Of all the lines below, output only those starting at the one with "if tokens.next_token() != ROOT" and ending at the one with "sign, then leading", both ends included, exactly as written.

Given entries:
* * * * * * * * *
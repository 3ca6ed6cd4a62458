//! Command grammar for the layout controller.
//!
//! Both transports deliver the same slash-delimited text commands:
//!
//! ```text
//! lego/train/config
//! lego/train/motor/pf/<channel>/<side>/<speed>
//! lego/train/switch/<id>/<selector>
//! lego/train/barrier/<id>/<selector>
//! lego/train/signal/<id>/<light>/<value>
//! ```
//!
//! [`Command::parse`] turns a string into a typed [`Command`] without looking
//! at the registry. Whether ids and values are in range is decided later by
//! the dispatcher in [`TrainController`](crate::controller::TrainController),
//! which reports the result as a [`CommandOutcome`].
//!
//! Literals are case-sensitive. Tokens after a complete command are ignored.
//!
//! # Example
//!
//! ```rust
//! use rs_trackside::commands::{Command, MotorCommand, PfOutput, RejectReason};
//!
//! let cmd = Command::parse("lego/train/motor/pf/0/1/5").unwrap();
//! assert_eq!(
//!     cmd,
//!     Command::Motor(MotorCommand { channel: 0, output: PfOutput::B, speed: 5 })
//! );
//!
//! assert_eq!(Command::parse("lego/plane/config"), Err(RejectReason::UnknownRoot));
//! ```

use crate::registry::ActuatorKind;
use crate::tokenizer::PathTokenizer;

/// First literal of every command path.
pub const ROOT: &str = "lego";
/// Second literal of every command path.
pub const SYSTEM: &str = "train";

/// Highest Power Functions channel (channels are `0..=3`).
pub const MAX_PF_CHANNEL: u8 = 3;
/// Largest absolute speed step.
pub const MAX_SPEED: i8 = 7;

// ============================================================================
// Command Source
// ============================================================================

/// Transport a command arrived on. Used for logging only; both transports
/// share one grammar and one dispatcher.
#[derive(Clone, Copy, Debug, PartialEq, Eq, Hash)]
pub enum CommandSource {
    /// Request/response channel (HTTP request path)
    Http,
    /// Publish/subscribe channel (MQTT topic + payload)
    Mqtt,
    /// In-process caller (tests, demo)
    Local,
}

impl CommandSource {
    /// Lowercase name used in logs.
    pub const fn as_str(&self) -> &'static str {
        match self {
            CommandSource::Http => "http",
            CommandSource::Mqtt => "mqtt",
            CommandSource::Local => "local",
        }
    }
}

// ============================================================================
// Parsed Commands
// ============================================================================

/// Output of a Power Functions receiver channel.
#[derive(Clone, Copy, Debug, PartialEq, Eq, Default)]
pub enum PfOutput {
    /// Red output
    #[default]
    A,
    /// Blue output
    B,
}

impl PfOutput {
    /// Output bit in the frame's mode nibble.
    pub const fn bit(&self) -> u8 {
        match self {
            PfOutput::A => 0,
            PfOutput::B => 1,
        }
    }
}

/// A Power Functions speed command, already clamped to legal ranges.
#[derive(Clone, Copy, Debug, PartialEq, Eq, Default)]
pub struct MotorCommand {
    /// Receiver channel, `0..=3`
    pub channel: u8,
    /// Output on that channel
    pub output: PfOutput,
    /// Signed speed step, `-7..=7`; `0` is float
    pub speed: i8,
}

impl MotorCommand {
    /// Build a motor command from raw field values, clamping each one.
    ///
    /// `side == 1` selects output B, any other value output A.
    pub fn from_raw(channel: i32, side: i32, speed: i32) -> Self {
        Self {
            channel: channel.clamp(0, MAX_PF_CHANNEL as i32) as u8,
            output: if side == 1 { PfOutput::B } else { PfOutput::A },
            speed: speed.clamp(-(MAX_SPEED as i32), MAX_SPEED as i32) as i8,
        }
    }
}

/// A command parsed from a path, before registry validation.
///
/// Numeric fields of switch, barrier and signal commands are `None` when the
/// token is missing or not an integer; the dispatcher treats that the same as
/// an out-of-range value.
#[derive(Clone, Copy, Debug, PartialEq, Eq)]
pub enum Command {
    /// Report the topology.
    Config,
    /// Load the IR repeat queue.
    Motor(MotorCommand),
    /// Move a track switch.
    Switch {
        /// Switch id
        id: Option<i32>,
        /// Selector, `0` or `1`
        selector: Option<i32>,
    },
    /// Raise or lower a crossing barrier.
    Barrier {
        /// Barrier id
        id: Option<i32>,
        /// Selector, `0` or `1`
        selector: Option<i32>,
    },
    /// Change a signal lamp.
    Signal {
        /// Signal id
        id: Option<i32>,
        /// Lamp, `0` or `1`
        light: Option<i32>,
        /// `1` lights the lamp, `0` puts it out
        value: Option<i32>,
    },
}

impl Command {
    /// Parse a full command path such as `lego/train/switch/0/1`.
    pub fn parse(input: &str) -> Result<Self, RejectReason> {
        let mut tokens = PathTokenizer::new(input);

        if tokens.next_token() != ROOT || tokens.next_token() != SYSTEM {
            return Err(RejectReason::UnknownRoot);
        }

        match tokens.next_token() {
            "config" => Ok(Command::Config),
            "motor" => {
                if tokens.next_token() != "pf" {
                    return Err(RejectReason::UnknownMotorProtocol);
                }
                let channel = parse_lenient(tokens.next_token());
                let side = parse_lenient(tokens.next_token());
                let speed = parse_lenient(tokens.next_token());
                Ok(Command::Motor(MotorCommand::from_raw(channel, side, speed)))
            }
            "switch" => Ok(Command::Switch {
                id: parse_strict(tokens.next_token()),
                selector: parse_strict(tokens.next_token()),
            }),
            "barrier" => Ok(Command::Barrier {
                id: parse_strict(tokens.next_token()),
                selector: parse_strict(tokens.next_token()),
            }),
            "signal" => Ok(Command::Signal {
                id: parse_strict(tokens.next_token()),
                light: parse_strict(tokens.next_token()),
                value: parse_strict(tokens.next_token()),
            }),
            _ => Err(RejectReason::UnknownSubcommand),
        }
    }

    /// Short name used in logs.
    pub const fn name(&self) -> &'static str {
        match self {
            Command::Config => "config",
            Command::Motor(_) => "motor",
            Command::Switch { .. } => "switch",
            Command::Barrier { .. } => "barrier",
            Command::Signal { .. } => "signal",
        }
    }
}

/// Integer parse in the style of C `atoi`: optional sign, then leading
/// digits. Anything unparseable yields `0`; overflow saturates.
pub fn parse_lenient(token: &str) -> i32 {
    let bytes = token.trim_start().as_bytes();
    let (negative, digits) = match bytes.first() {
        Some(b'-') => (true, &bytes[1..]),
        Some(b'+') => (false, &bytes[1..]),
        _ => (false, bytes),
    };

    let magnitude = digits
        .iter()
        .take_while(|b| b.is_ascii_digit())
        .fold(0i32, |acc, b| {
            acc.saturating_mul(10).saturating_add((b - b'0') as i32)
        });

    if negative {
        -magnitude
    } else {
        magnitude
    }
}

/// Integer parse that accepts only a complete decimal integer.
pub fn parse_strict(token: &str) -> Option<i32> {
    token.parse().ok()
}

// ============================================================================
// Outcomes
// ============================================================================

/// Result of dispatching one command.
#[derive(Clone, Copy, Debug, PartialEq, Eq)]
pub enum CommandOutcome {
    /// An actuator was changed.
    Applied,
    /// A motor command was loaded into the IR queue.
    Queued,
    /// Grammar matched but a field was out of range. Nothing changed.
    Ignored(IgnoreReason),
    /// The topology should be returned to the caller.
    TopologyRequested,
    /// The command did not match the grammar. Nothing changed.
    Rejected(RejectReason),
}

impl CommandOutcome {
    /// Whether the command is acknowledged as accepted.
    ///
    /// Ignored commands are still accepted.
    pub const fn accepted(&self) -> bool {
        !matches!(self, CommandOutcome::Rejected(_))
    }

    /// Whether the caller should send the topology back.
    pub const fn topology_requested(&self) -> bool {
        matches!(self, CommandOutcome::TopologyRequested)
    }
}

/// Why a command was rejected outright.
#[derive(Clone, Copy, Debug, PartialEq, Eq)]
pub enum RejectReason {
    /// Path does not start with `lego/train`.
    UnknownRoot,
    /// Third token is not a known subcommand.
    UnknownSubcommand,
    /// Motor protocol other than `pf`.
    UnknownMotorProtocol,
}

/// Why an accepted command had no effect.
#[derive(Clone, Copy, Debug, PartialEq, Eq)]
pub enum IgnoreReason {
    /// Id missing, malformed or not registered.
    UnknownActuator(ActuatorKind),
    /// Switch or barrier selector not `0`/`1`.
    InvalidSelector,
    /// Signal light not `0`/`1`.
    InvalidLight,
    /// Signal value not `0`/`1`.
    InvalidValue,
}

// ============================================================================
// Tests
// ============================================================================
* * * * * * * * *
Answer:
        if tokens.next_token() != ROOT || tokens.next_token() != SYSTEM {
            return Err(RejectReason::UnknownRoot);
        }

        match tokens.next_token() {
            "config" => Ok(Command::Config),
            "motor" => {
                if tokens.next_token() != "pf" {
                    return Err(RejectReason::UnknownMotorProtocol);
                }
                let channel = parse_lenient(tokens.next_token());
                let side = parse_lenient(tokens.next_token());
                let speed = parse_lenient(tokens.next_token());
                Ok(Command::Motor(MotorCommand::from_raw(channel, side, speed)))
            }
            "switch" => Ok(Command::Switch {
                id: parse_strict(tokens.next_token()),
                selector: parse_strict(tokens.next_token()),
            }),
            "barrier" => Ok(Command::Barrier {
                id: parse_strict(tokens.next_token()),
                selector: parse_strict(tokens.next_token()),
            }),
            "signal" => Ok(Command::Signal {
                id: parse_strict(tokens.next_token()),
                light: parse_strict(tokens.next_token()),
                value: parse_strict(tokens.next_token()),
            }),
            _ => Err(RejectReason::UnknownSubcommand),
        }
    }

    /// Short name used in logs.
    pub const fn name(&self) -> &'static str {
        match self {
            Command::Config => "config",
            Command::Motor(_) => "motor",
            Command::Switch { .. } => "switch",
            Command::Barrier { .. } => "barrier",
            Command::Signal { .. } => "signal",
        }
    }
}

/// Integer parse in the style of C `atoi`: optional sign, then leading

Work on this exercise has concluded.